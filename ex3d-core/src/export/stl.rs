/// Binary STL writer for the merged scene mesh
use tracing::debug;

use crate::error::{index_u32, ExportResult};
use crate::export::{ExportFormat, MeshExporter};
use crate::prepare::{MergedMesh, PreparedScene};

const HEADER_LEN: usize = 80;
const TRIANGLE_LEN: usize = 50;

/// Writes all leaves as one materialless binary STL
#[derive(Debug, Clone, Default)]
pub struct StlExporter {
    header: String,
}

impl StlExporter {
    pub fn new(header: impl Into<String>) -> Self {
        Self {
            header: header.into(),
        }
    }
}

impl MeshExporter for StlExporter {
    fn format(&self) -> ExportFormat {
        ExportFormat::Stl
    }

    fn write(&self, scene: &PreparedScene) -> ExportResult<Vec<u8>> {
        scene.ensure_not_empty()?;
        let merged = scene.merged()?;
        let bytes = write_binary_stl(&merged, &self.header)?;
        debug!(triangles = merged.triangles.len(), bytes = bytes.len(), "wrote binary STL");
        Ok(bytes)
    }
}

/// Encode a merged mesh: 80-byte header, u32 count, 50 bytes per triangle.
///
/// Facet normals are written as zeros; consumers recompute them from winding.
pub fn write_binary_stl(mesh: &MergedMesh, header: &str) -> ExportResult<Vec<u8>> {
    let triangle_count = index_u32(mesh.triangles.len())?;
    let mut out = Vec::with_capacity(HEADER_LEN + 4 + mesh.triangles.len() * TRIANGLE_LEN);

    let mut header_buf = [0u8; HEADER_LEN];
    let len = header.len().min(HEADER_LEN);
    header_buf[..len].copy_from_slice(&header.as_bytes()[..len]);
    out.extend_from_slice(&header_buf);

    out.extend_from_slice(&triangle_count.to_le_bytes());

    for triangle in &mesh.triangles {
        out.extend_from_slice(&[0u8; 12]);
        for &index in triangle {
            let v = &mesh.vertices[index as usize];
            for coord in [v.x, v.y, v.z] {
                out.extend_from_slice(&(coord as f32).to_le_bytes());
            }
        }
        out.extend_from_slice(&0u16.to_le_bytes());
    }

    Ok(out)
}

#[cfg(test)]
mod tests {
    use super::*;
    use nalgebra::Point3;

    fn single_triangle() -> MergedMesh {
        MergedMesh {
            vertices: vec![
                Point3::new(0.0, 0.0, 0.0),
                Point3::new(1.0, 0.0, 0.0),
                Point3::new(0.0, 1.0, 0.0),
            ],
            triangles: vec![[0, 1, 2]],
        }
    }

    #[test]
    fn test_stl_size() {
        let bytes = write_binary_stl(&single_triangle(), "").unwrap();
        assert_eq!(bytes.len(), 84 + 50);
        assert_eq!(u32::from_le_bytes([bytes[80], bytes[81], bytes[82], bytes[83]]), 1);
    }

    #[test]
    fn test_stl_header_is_truncated() {
        let header = "x".repeat(200);
        let bytes = write_binary_stl(&MergedMesh::default(), &header).unwrap();
        assert_eq!(bytes.len(), 84);
        assert!(bytes[..80].iter().all(|&b| b == b'x'));
    }

    #[test]
    fn test_stl_normal_and_attribute_are_zero() {
        let bytes = write_binary_stl(&single_triangle(), "hdr").unwrap();
        assert!(bytes[84..96].iter().all(|&b| b == 0));
        assert_eq!(&bytes[132..134], &[0, 0]);
        // second vertex x
        assert_eq!(f32::from_le_bytes([bytes[108], bytes[109], bytes[110], bytes[111]]), 1.0);
    }
}
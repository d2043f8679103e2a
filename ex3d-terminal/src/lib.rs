/// Terminal front-end: export scenes and inspect mesh files
use clap::{Args, Parser, Subcommand};
use ex3d_core::import::{parse_binary_stl, parse_obj};
use ex3d_core::{
    export_scene, ExportFormat, ExportOptions, ExportOutput, FeatureLevel, LocalTransform,
    MaterialSource, MergedMesh, MeshData, Node, Rgb, Scene,
};
use std::fs;
use std::io::{self, ErrorKind};
use std::path::{Path, PathBuf};
use tracing::debug;

pub mod report;

pub use report::Report;

#[derive(Debug, Parser)]
#[command(name = "ex3d", version, about = "Export extruded scenes to STL, OBJ, GLB and 3MF")]
pub struct Cli {
    /// Log every leaf and archive entry
    #[arg(short, long, global = true)]
    pub verbose: bool,

    #[command(subcommand)]
    pub command: Command,
}

#[derive(Debug, Subcommand)]
pub enum Command {
    /// Export a scene description (or the demo scene) to a file
    Export(ExportArgs),
    /// Print vertex and triangle counts of an STL or OBJ file
    Inspect {
        file: PathBuf,
    },
}

#[derive(Debug, Args)]
pub struct ExportArgs {
    /// JSON scene description; the built-in demo scene is used when omitted
    #[arg(long)]
    pub scene: Option<PathBuf>,

    #[arg(short, long)]
    pub output: PathBuf,

    /// stl, obj, glb or 3mf; inferred from the output extension when omitted
    #[arg(short, long)]
    pub format: Option<ExportFormat>,

    /// JSON file with export options
    #[arg(long)]
    pub config: Option<PathBuf>,

    /// Write the minimal 3MF layout instead of the slicer-compatible one
    #[arg(long)]
    pub minimal: bool,

    /// Extrusion depth of the demo shapes, in mm
    #[arg(long, default_value_t = 5.0)]
    pub depth: f64,

    /// Overall width of the demo scene, in mm
    #[arg(long, default_value_t = 60.0)]
    pub size: f64,
}

fn invalid_data(context: &str, err: impl std::fmt::Display) -> io::Error {
    io::Error::new(ErrorKind::InvalidData, format!("{context}: {err}"))
}

/// Three extruded shapes in two colours, laid out along X within `size` mm
pub fn demo_scene(depth: f64, size: f64) -> Scene {
    let orange = MaterialSource::HasColor(Rgb::new(0xFF, 0xA5, 0x00));
    let teal = MaterialSource::HasColor(Rgb::new(0x00, 0x80, 0x80));
    let cell = size / 3.0;
    let radius = cell * 0.45;

    let mut scene = Scene::new();
    let hexagon = scene.add(
        Node::mesh(MeshData::prism(&MeshData::regular_outline(6, radius), depth).with_material(teal))
            .with_name("Hexagon"),
    );
    let triangle = scene.add(
        Node::mesh(MeshData::prism(&MeshData::regular_outline(3, radius), depth).with_material(orange))
            .with_name("Triangle")
            .with_transform(LocalTransform::from_translation(cell, 0.0, 0.0)),
    );
    let square = scene.add(
        Node::mesh(MeshData::prism(&MeshData::regular_outline(4, radius), depth).with_material(orange))
            .with_name("Square")
            .with_transform(LocalTransform::from_translation(2.0 * cell, 0.0, 0.0)),
    );
    scene.add_root(
        Node::group(vec![hexagon, triangle, square])
            .with_name("Demo")
            .with_transform(LocalTransform::from_translation(cell / 2.0, cell / 2.0, 0.0)),
    );
    scene
}

/// Resolve options from the config file and flags
pub fn load_options(args: &ExportArgs) -> io::Result<ExportOptions> {
    let mut options = match &args.config {
        Some(path) => {
            let json = fs::read_to_string(path)?;
            ExportOptions::from_json(&json).map_err(|e| invalid_data("invalid config", e))?
        }
        None => ExportOptions::default(),
    };
    if args.minimal {
        options.feature_level = FeatureLevel::Minimal;
    }
    Ok(options)
}

pub fn run_export(args: &ExportArgs) -> io::Result<ExportOutput> {
    let options = load_options(args)?;

    let scene = match &args.scene {
        Some(path) => {
            let json = fs::read_to_string(path)?;
            Scene::from_json(&json).map_err(|e| invalid_data("invalid scene", e))?
        }
        None => demo_scene(args.depth, args.size),
    };

    let format = match args.format {
        Some(format) => format,
        None => ExportFormat::from_path(&args.output).ok_or_else(|| {
            invalid_data("cannot infer format", args.output.display())
        })?,
    };
    debug!(%format, output = %args.output.display(), "exporting");

    let output = export_scene(&scene, format, &options)
        .map_err(|e| io::Error::new(ErrorKind::Other, format!("export failed: {e}")))?;
    fs::write(&args.output, &output.bytes)?;
    Ok(output)
}

pub fn inspect(path: &Path) -> io::Result<MergedMesh> {
    let data = fs::read(path)?;
    match ExportFormat::from_path(path) {
        Some(ExportFormat::Stl) => {
            parse_binary_stl(&data).map_err(|e| invalid_data("failed to parse STL", e))
        }
        Some(ExportFormat::Obj) => {
            let text = String::from_utf8(data).map_err(|e| invalid_data("OBJ is not UTF-8", e))?;
            parse_obj(&text).map_err(|e| invalid_data("failed to parse OBJ", e))
        }
        _ => Err(io::Error::new(
            ErrorKind::Unsupported,
            format!("inspect supports .stl and .obj, got {}", path.display()),
        )),
    }
}
/// Colours, materials and the per-export material table
use serde::{Deserialize, Serialize};
use std::fmt;
use std::str::FromStr;

/// An 8-bit-per-channel RGB colour, (de)serialized as `#RRGGBB`
#[derive(Debug, Clone, Copy, PartialEq, Eq, Hash, Serialize, Deserialize)]
#[serde(try_from = "String", into = "String")]
pub struct Rgb {
    pub r: u8,
    pub g: u8,
    pub b: u8,
}

impl Rgb {
    /// Fallback for leaves without a usable colour.
    pub const DEFAULT_GRAY: Rgb = Rgb::new(0x80, 0x80, 0x80);
    /// Padding colour for unused filament slots.
    pub const WHITE: Rgb = Rgb::new(0xFF, 0xFF, 0xFF);

    pub const fn new(r: u8, g: u8, b: u8) -> Self {
        Self { r, g, b }
    }

    /// Upper-case `#RRGGBB`.
    pub fn to_hex(self) -> String {
        format!("#{:02X}{:02X}{:02X}", self.r, self.g, self.b)
    }

    /// Channels as linear-light floats, the colour space glTF factors live in.
    pub fn to_linear(self) -> [f32; 3] {
        fn channel(c: u8) -> f32 {
            let c = f32::from(c) / 255.0;
            if c <= 0.04045 {
                c / 12.92
            } else {
                ((c + 0.055) / 1.055).powf(2.4)
            }
        }
        [channel(self.r), channel(self.g), channel(self.b)]
    }
}

impl fmt::Display for Rgb {
    fn fmt(&self, f: &mut fmt::Formatter<'_>) -> fmt::Result {
        f.write_str(&self.to_hex())
    }
}

impl FromStr for Rgb {
    type Err = String;

    fn from_str(s: &str) -> Result<Self, Self::Err> {
        let hex = s.strip_prefix('#').unwrap_or(s);
        if hex.len() != 6 || !hex.is_ascii() {
            return Err(format!("expected #RRGGBB colour, got {s:?}"));
        }
        let channel = |range: std::ops::Range<usize>| {
            u8::from_str_radix(&hex[range], 16).map_err(|e| format!("bad colour {s:?}: {e}"))
        };
        Ok(Self::new(channel(0..2)?, channel(2..4)?, channel(4..6)?))
    }
}

impl TryFrom<String> for Rgb {
    type Error = String;

    fn try_from(value: String) -> Result<Self, Self::Error> {
        value.parse()
    }
}

impl From<Rgb> for String {
    fn from(value: Rgb) -> Self {
        value.to_hex()
    }
}

/// What a leaf's material can offer, resolved once per leaf before registry lookup.
#[derive(Debug, Clone, Copy, PartialEq, Eq, Default, Serialize, Deserialize)]
#[serde(rename_all = "snake_case")]
pub enum MaterialSource {
    HasColor(Rgb),
    #[default]
    Colorless,
}

impl MaterialSource {
    /// The colour to register, or `None` when the default gray must be used.
    pub fn color(&self) -> Option<Rgb> {
        match self {
            MaterialSource::HasColor(rgb) => Some(*rgb),
            MaterialSource::Colorless => None,
        }
    }
}

/// Slicer projects always declare at least this many filament slots
pub const MIN_FILAMENT_SLOTS: usize = 2;

/// One entry of the material table
#[derive(Debug, Clone, PartialEq, Eq)]
pub struct Material {
    /// Position in the table; only meaningful within one export call.
    pub id: usize,
    pub color: Rgb,
    pub name: String,
    /// 1-based filament slot.
    pub extruder: usize,
}

/// Insertion-ordered table of unique colours.
///
/// Deduplication is exact channel equality; near-identical colours stay distinct.
#[derive(Debug, Clone, Default)]
pub struct MaterialRegistry {
    materials: Vec<Material>,
}

impl MaterialRegistry {
    pub fn new() -> Self {
        Self::default()
    }

    /// Return the id of `color`, appending a new entry if it has not been seen.
    pub fn register(&mut self, color: Rgb) -> usize {
        if let Some(existing) = self.materials.iter().find(|m| m.color == color) {
            return existing.id;
        }

        let id = self.materials.len();
        self.materials.push(Material {
            id,
            color,
            name: format!("Color_{:02X}{:02X}{:02X}", color.r, color.g, color.b),
            extruder: id + 1,
        });
        id
    }

    pub fn get(&self, id: usize) -> Option<&Material> {
        self.materials.get(id)
    }

    pub fn materials(&self) -> &[Material] {
        &self.materials
    }

    pub fn len(&self) -> usize {
        self.materials.len()
    }

    pub fn is_empty(&self) -> bool {
        self.materials.is_empty()
    }

    /// Filament colours for the slicer, padded with white up to `min_slots`.
    ///
    /// Never fewer than [`MIN_FILAMENT_SLOTS`] entries, whatever `min_slots` says.
    pub fn filament_colors(&self, min_slots: usize) -> Vec<Rgb> {
        let slots = min_slots.max(MIN_FILAMENT_SLOTS);
        let mut colors: Vec<Rgb> = self.materials.iter().map(|m| m.color).collect();
        while colors.len() < slots {
            colors.push(Rgb::WHITE);
        }
        colors
    }
}

#[cfg(test)]
mod tests {
    use super::*;

    #[test]
    fn test_parse_and_format_hex() {
        let orange: Rgb = "#ffa500".parse().unwrap();
        assert_eq!(orange, Rgb::new(255, 165, 0));
        assert_eq!(orange.to_hex(), "#FFA500");
        assert!("#12345".parse::<Rgb>().is_err());
        assert!("#GG0000".parse::<Rgb>().is_err());
    }

    #[test]
    fn test_register_deduplicates() {
        let mut registry = MaterialRegistry::new();
        let a = registry.register(Rgb::new(255, 165, 0));
        let b = registry.register(Rgb::new(0, 0, 255));
        let c = registry.register(Rgb::new(255, 165, 0));

        assert_eq!(a, 0);
        assert_eq!(b, 1);
        assert_eq!(c, a);
        assert_eq!(registry.len(), 2);
        assert_eq!(registry.get(1).unwrap().extruder, 2);
        assert_eq!(registry.get(0).unwrap().name, "Color_FFA500");
    }

    #[test]
    fn test_near_colors_are_distinct() {
        // Exact equality only: one channel step apart is a separate material.
        let mut registry = MaterialRegistry::new();
        registry.register(Rgb::new(128, 128, 128));
        registry.register(Rgb::new(128, 128, 129));
        assert_eq!(registry.len(), 2);
    }

    #[test]
    fn test_filament_colors_padding() {
        let mut registry = MaterialRegistry::new();
        assert_eq!(registry.filament_colors(2), vec![Rgb::WHITE, Rgb::WHITE]);

        registry.register(Rgb::new(255, 165, 0));
        assert_eq!(
            registry.filament_colors(2),
            vec![Rgb::new(255, 165, 0), Rgb::WHITE]
        );

        registry.register(Rgb::new(1, 2, 3));
        registry.register(Rgb::new(4, 5, 6));
        assert_eq!(registry.filament_colors(2).len(), 3);
    }

    #[test]
    fn test_filament_colors_floor() {
        let mut registry = MaterialRegistry::new();
        registry.register(Rgb::new(0xFF, 0xA5, 0x00));
        let expected = vec![Rgb::new(0xFF, 0xA5, 0x00), Rgb::WHITE];
        assert_eq!(registry.filament_colors(0), expected);
        assert_eq!(registry.filament_colors(1), expected);
        assert_eq!(MaterialRegistry::new().filament_colors(0).len(), MIN_FILAMENT_SLOTS);
    }

    #[test]
    fn test_linear_color_endpoints() {
        assert_eq!(Rgb::new(0, 0, 0).to_linear(), [0.0, 0.0, 0.0]);
        let white = Rgb::WHITE.to_linear();
        assert!(white.iter().all(|c| (c - 1.0).abs() < 1e-6));
    }

    #[test]
    fn test_serde_hex_string() {
        let json = serde_json::to_string(&MaterialSource::HasColor(Rgb::new(1, 2, 3))).unwrap();
        assert_eq!(json, r##"{"has_color":"#010203"}"##);
        let back: MaterialSource = serde_json::from_str(&json).unwrap();
        assert_eq!(back.color(), Some(Rgb::new(1, 2, 3)));
    }
}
━━━━━━━━━━━━━━━━━━━━
▸ Work to be completed:
Please reply with an exact copy of the lines above, starting at the first and ending at the line that holds "scene.ensure_not_empty()?;".

▸ Task response:
filename ex3d-core/src/export/stl.rs
/// Binary STL writer for the merged scene mesh
use tracing::debug;

use crate::error::{index_u32, ExportResult};
use crate::export::{ExportFormat, MeshExporter};
use crate::prepare::{MergedMesh, PreparedScene};

const HEADER_LEN: usize = 80;
const TRIANGLE_LEN: usize = 50;

/// Writes all leaves as one materialless binary STL
#[derive(Debug, Clone, Default)]
pub struct StlExporter {
    header: String,
}

impl StlExporter {
    pub fn new(header: impl Into<String>) -> Self {
        Self {
            header: header.into(),
        }
    }
}

impl MeshExporter for StlExporter {
    fn format(&self) -> ExportFormat {
        ExportFormat::Stl
    }

    fn write(&self, scene: &PreparedScene) -> ExportResult<Vec<u8>> {
        scene.ensure_not_empty()?;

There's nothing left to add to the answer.